Problem statement:
Go over the data and keep only the lines that include "affinity".

Data for the task:
+++
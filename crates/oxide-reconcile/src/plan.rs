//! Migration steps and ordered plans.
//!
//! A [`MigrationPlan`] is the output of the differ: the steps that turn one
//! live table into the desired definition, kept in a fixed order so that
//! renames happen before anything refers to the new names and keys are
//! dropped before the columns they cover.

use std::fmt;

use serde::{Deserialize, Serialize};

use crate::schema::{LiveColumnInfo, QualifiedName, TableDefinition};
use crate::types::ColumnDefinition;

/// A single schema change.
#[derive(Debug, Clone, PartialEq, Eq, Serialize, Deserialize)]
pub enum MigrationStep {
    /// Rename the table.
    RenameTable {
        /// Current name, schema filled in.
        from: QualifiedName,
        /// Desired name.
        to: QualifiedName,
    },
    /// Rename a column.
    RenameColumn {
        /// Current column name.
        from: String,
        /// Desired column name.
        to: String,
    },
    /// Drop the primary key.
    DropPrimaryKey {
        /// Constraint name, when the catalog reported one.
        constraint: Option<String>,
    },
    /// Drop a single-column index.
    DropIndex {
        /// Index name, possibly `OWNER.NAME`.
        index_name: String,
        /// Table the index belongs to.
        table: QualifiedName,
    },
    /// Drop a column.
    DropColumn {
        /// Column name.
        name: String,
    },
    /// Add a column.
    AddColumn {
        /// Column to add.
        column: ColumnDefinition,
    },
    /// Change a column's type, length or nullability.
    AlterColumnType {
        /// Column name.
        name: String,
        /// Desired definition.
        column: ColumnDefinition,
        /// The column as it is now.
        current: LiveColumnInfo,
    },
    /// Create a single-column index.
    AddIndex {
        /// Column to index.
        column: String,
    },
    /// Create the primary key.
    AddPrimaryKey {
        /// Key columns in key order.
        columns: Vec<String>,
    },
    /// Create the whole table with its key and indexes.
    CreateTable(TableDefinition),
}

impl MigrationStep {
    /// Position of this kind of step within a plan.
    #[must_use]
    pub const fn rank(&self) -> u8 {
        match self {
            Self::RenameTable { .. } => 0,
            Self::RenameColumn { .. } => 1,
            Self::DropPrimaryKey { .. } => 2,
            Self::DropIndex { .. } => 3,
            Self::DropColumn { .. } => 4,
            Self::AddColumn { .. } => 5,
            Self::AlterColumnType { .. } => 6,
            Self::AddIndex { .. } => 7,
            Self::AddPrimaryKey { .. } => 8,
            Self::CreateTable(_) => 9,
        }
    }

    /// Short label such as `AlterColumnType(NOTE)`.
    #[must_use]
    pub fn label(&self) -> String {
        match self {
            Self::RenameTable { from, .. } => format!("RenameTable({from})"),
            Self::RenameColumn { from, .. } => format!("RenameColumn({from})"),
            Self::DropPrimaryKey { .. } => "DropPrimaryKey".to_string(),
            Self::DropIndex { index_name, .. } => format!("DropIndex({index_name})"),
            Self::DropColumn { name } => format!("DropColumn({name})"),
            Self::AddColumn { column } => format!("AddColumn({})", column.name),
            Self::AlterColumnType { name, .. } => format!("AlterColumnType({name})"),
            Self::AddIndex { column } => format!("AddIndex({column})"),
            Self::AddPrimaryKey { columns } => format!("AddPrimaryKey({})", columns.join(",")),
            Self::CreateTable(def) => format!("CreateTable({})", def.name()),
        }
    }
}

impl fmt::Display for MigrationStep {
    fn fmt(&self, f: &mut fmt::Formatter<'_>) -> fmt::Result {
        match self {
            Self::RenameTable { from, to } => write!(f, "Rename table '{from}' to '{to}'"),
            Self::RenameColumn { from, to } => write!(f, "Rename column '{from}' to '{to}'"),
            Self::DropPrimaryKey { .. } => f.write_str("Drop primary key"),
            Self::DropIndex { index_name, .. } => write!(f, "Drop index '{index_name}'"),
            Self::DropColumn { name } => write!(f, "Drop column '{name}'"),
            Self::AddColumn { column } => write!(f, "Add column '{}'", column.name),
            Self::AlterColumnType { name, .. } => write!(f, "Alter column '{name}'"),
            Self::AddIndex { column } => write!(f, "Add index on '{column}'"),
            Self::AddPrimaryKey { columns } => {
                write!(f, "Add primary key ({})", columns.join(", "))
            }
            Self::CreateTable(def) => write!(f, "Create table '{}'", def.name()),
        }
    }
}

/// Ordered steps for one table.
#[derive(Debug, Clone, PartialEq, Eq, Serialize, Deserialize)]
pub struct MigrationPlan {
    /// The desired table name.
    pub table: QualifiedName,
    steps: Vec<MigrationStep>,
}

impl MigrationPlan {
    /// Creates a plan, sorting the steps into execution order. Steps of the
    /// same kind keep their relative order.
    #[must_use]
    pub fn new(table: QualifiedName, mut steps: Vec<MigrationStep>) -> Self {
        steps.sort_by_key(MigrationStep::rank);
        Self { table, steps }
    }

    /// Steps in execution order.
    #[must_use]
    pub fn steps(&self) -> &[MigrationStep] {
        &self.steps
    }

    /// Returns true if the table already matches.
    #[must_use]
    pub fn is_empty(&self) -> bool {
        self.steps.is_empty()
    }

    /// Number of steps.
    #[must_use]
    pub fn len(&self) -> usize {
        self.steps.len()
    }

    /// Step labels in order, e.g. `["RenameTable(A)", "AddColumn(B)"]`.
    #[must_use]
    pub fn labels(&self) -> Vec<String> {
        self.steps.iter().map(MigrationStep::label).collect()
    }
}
+++
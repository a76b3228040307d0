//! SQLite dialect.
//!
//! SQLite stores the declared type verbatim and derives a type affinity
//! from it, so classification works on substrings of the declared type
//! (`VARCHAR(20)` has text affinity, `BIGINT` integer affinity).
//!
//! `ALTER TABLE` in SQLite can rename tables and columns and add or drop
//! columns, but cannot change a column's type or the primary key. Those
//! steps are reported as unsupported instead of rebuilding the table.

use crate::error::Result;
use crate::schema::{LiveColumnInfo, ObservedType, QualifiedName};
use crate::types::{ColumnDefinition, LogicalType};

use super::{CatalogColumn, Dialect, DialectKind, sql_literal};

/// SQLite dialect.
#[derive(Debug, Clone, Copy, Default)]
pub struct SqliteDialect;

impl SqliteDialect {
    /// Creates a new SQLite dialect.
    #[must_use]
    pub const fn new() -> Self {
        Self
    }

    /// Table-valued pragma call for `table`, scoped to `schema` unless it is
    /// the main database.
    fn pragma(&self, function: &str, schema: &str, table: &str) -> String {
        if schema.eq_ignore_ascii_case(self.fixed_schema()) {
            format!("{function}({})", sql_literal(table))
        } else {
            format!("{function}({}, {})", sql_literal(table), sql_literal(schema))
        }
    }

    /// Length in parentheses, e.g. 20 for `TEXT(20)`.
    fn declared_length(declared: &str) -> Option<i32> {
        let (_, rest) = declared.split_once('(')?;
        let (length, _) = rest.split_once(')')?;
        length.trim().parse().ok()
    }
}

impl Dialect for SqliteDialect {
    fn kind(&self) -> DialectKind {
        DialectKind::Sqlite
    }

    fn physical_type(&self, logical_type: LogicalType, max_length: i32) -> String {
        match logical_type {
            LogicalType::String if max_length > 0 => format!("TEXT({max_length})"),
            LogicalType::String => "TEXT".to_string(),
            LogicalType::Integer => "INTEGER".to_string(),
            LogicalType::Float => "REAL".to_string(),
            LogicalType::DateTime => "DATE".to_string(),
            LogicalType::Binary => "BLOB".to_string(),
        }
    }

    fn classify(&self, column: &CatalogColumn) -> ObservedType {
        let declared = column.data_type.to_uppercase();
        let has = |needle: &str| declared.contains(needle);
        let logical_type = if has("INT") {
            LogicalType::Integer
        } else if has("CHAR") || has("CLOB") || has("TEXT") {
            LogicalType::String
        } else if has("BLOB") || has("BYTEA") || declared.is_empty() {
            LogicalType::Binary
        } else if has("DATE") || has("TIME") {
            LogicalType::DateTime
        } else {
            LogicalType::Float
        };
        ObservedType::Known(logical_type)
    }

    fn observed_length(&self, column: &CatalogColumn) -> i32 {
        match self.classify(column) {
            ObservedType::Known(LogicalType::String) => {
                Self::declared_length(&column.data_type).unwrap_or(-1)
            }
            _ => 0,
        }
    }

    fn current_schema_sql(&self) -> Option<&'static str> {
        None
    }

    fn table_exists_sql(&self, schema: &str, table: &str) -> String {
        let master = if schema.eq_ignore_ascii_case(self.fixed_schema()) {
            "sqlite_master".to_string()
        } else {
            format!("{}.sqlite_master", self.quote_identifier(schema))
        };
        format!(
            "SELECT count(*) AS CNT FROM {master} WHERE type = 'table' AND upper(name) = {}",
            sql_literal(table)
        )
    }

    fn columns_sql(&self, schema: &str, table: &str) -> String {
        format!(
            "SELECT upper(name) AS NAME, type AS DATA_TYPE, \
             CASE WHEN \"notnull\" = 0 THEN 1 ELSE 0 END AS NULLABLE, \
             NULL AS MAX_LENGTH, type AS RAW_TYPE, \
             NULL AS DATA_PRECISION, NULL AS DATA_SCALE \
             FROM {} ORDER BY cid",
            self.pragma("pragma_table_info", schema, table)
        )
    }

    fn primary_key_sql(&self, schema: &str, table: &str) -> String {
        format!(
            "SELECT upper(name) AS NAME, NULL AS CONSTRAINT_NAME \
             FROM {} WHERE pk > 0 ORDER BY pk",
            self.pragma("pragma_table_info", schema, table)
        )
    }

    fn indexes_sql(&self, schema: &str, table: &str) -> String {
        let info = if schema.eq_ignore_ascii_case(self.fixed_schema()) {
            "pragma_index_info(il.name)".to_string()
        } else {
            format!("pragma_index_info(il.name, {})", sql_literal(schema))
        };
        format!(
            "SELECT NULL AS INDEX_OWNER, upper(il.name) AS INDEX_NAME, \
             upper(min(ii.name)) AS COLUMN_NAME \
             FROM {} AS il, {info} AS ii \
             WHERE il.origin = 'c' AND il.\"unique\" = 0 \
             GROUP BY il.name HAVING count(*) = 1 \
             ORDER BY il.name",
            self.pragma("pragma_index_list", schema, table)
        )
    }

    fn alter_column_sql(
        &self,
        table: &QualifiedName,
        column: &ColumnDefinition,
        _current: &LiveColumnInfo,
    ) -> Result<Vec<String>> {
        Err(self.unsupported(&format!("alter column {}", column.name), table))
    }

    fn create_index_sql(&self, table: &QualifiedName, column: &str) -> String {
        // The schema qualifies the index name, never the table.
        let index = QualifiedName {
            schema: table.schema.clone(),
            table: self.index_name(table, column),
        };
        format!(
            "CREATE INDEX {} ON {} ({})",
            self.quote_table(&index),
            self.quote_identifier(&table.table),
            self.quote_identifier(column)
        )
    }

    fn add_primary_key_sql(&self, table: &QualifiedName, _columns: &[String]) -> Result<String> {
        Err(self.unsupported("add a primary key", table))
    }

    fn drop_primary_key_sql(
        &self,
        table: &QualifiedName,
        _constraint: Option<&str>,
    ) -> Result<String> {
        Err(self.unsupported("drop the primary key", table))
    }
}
+++
Exercise solution:
//! SQLite stores the declared type verbatim and derives a type affinity
//! (`VARCHAR(20)` has text affinity, `BIGINT` integer affinity).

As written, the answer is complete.